» Exercise aim
Everything from the first line of the material below through the line containing "pub fn file_name(&self)" is to be printed exactly, and nothing more.
==*==
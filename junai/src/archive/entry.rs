use crate::{error::Result, util};
use serde::{Deserialize, Serialize};

#[derive(Debug, Clone, Copy, PartialEq, Eq, Hash, Serialize, Deserialize)]
#[serde(rename_all = "lowercase")]
pub enum FileType {
    Plain = 0,
    Obfuscated = 1,
    Compressed = 2,
}

impl FileType {
    pub fn from_u8(value: u8) -> Option<Self> {
        match value {
            0 => Some(Self::Plain),
            1 => Some(Self::Obfuscated),
            2 => Some(Self::Compressed),
            _ => None,
        }
    }
}

#[derive(Debug, Clone, Copy, PartialEq, Eq)]
pub struct Location {
    pub offset: u32,
    pub size_compressed: u32,
    pub size_original: u32,
}

#[derive(Debug, Clone, PartialEq, Eq)]
pub struct Extractable {
    pub name_hash: u64,
    pub file_type: FileType,
    pub file_name: Option<String>,
    pub location: Option<Location>,
}

impl Extractable {
    pub fn new(
        name_hash: u64,
        file_type: FileType,
        file_name: Option<String>,
    ) -> Self {
        Self {
            name_hash,
            file_type,
            file_name,
            location: None,
        }
    }

    pub fn from_name(name: &str, file_type: FileType) -> Result<Self> {
        Ok(Self::new(
            util::name_hash(name)?,
            file_type,
            Some(name.to_owned()),
        ))
    }
}

#[derive(Debug, Clone, PartialEq, Eq)]
pub enum FileEntry {
    Extractable(Extractable),
    /// Plain or obfuscated entry whose name is unknown. Its offset and sizes
    /// are masked with name bytes and can not be recovered.
    Unresolved { name_hash: u64, file_type: FileType },
}

impl FileEntry {
    pub fn name_hash(&self) -> u64 {
        match self {
            Self::Extractable(entry) => entry.name_hash,
            Self::Unresolved { name_hash, .. } => *name_hash,
        }
    }

    pub fn file_type(&self) -> FileType {
        match self {
            Self::Extractable(entry) => entry.file_type,
            Self::Unresolved { file_type, .. } => *file_type,
        }
    }

    pub fn file_name(&self) -> Option<&str> {
        self.as_extractable()?.file_name.as_deref()
    }

    pub fn is_extractable(&self) -> bool {
        matches!(self, Self::Extractable(_))
    }

    pub fn as_extractable(&self) -> Option<&Extractable> {
        match self {
            Self::Extractable(entry) => Some(entry),
            Self::Unresolved { .. } => None,
        }
    }

    pub fn as_extractable_mut(&mut self) -> Option<&mut Extractable> {
        match self {
            Self::Extractable(entry) => Some(entry),
            Self::Unresolved { .. } => None,
        }
    }
}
==*==
» Task response
filename junai/src/archive/entry.rs
use crate::{error::Result, util};
use serde::{Deserialize, Serialize};

#[derive(Debug, Clone, Copy, PartialEq, Eq, Hash, Serialize, Deserialize)]
#[serde(rename_all = "lowercase")]
pub enum FileType {
    Plain = 0,
    Obfuscated = 1,
    Compressed = 2,
}

impl FileType {
    pub fn from_u8(value: u8) -> Option<Self> {
        match value {
            0 => Some(Self::Plain),
            1 => Some(Self::Obfuscated),
            2 => Some(Self::Compressed),
            _ => None,
        }
    }
}

#[derive(Debug, Clone, Copy, PartialEq, Eq)]
pub struct Location {
    pub offset: u32,
    pub size_compressed: u32,
    pub size_original: u32,
}

#[derive(Debug, Clone, PartialEq, Eq)]
pub struct Extractable {
    pub name_hash: u64,
    pub file_type: FileType,
    pub file_name: Option<String>,
    pub location: Option<Location>,
}

impl Extractable {
    pub fn new(
        name_hash: u64,
        file_type: FileType,
        file_name: Option<String>,
    ) -> Self {
        Self {
            name_hash,
            file_type,
            file_name,
            location: None,
        }
    }

    pub fn from_name(name: &str, file_type: FileType) -> Result<Self> {
        Ok(Self::new(
            util::name_hash(name)?,
            file_type,
            Some(name.to_owned()),
        ))
    }
}

#[derive(Debug, Clone, PartialEq, Eq)]
pub enum FileEntry {
    Extractable(Extractable),
    /// Plain or obfuscated entry whose name is unknown. Its offset and sizes
    /// are masked with name bytes and can not be recovered.
    Unresolved { name_hash: u64, file_type: FileType },
}

impl FileEntry {
    pub fn name_hash(&self) -> u64 {
        match self {
            Self::Extractable(entry) => entry.name_hash,
            Self::Unresolved { name_hash, .. } => *name_hash,
        }
    }

    pub fn file_type(&self) -> FileType {
        match self {
            Self::Extractable(entry) => entry.file_type,
            Self::Unresolved { file_type, .. } => *file_type,
        }
    }

    pub fn file_name(&self) -> Option<&str> {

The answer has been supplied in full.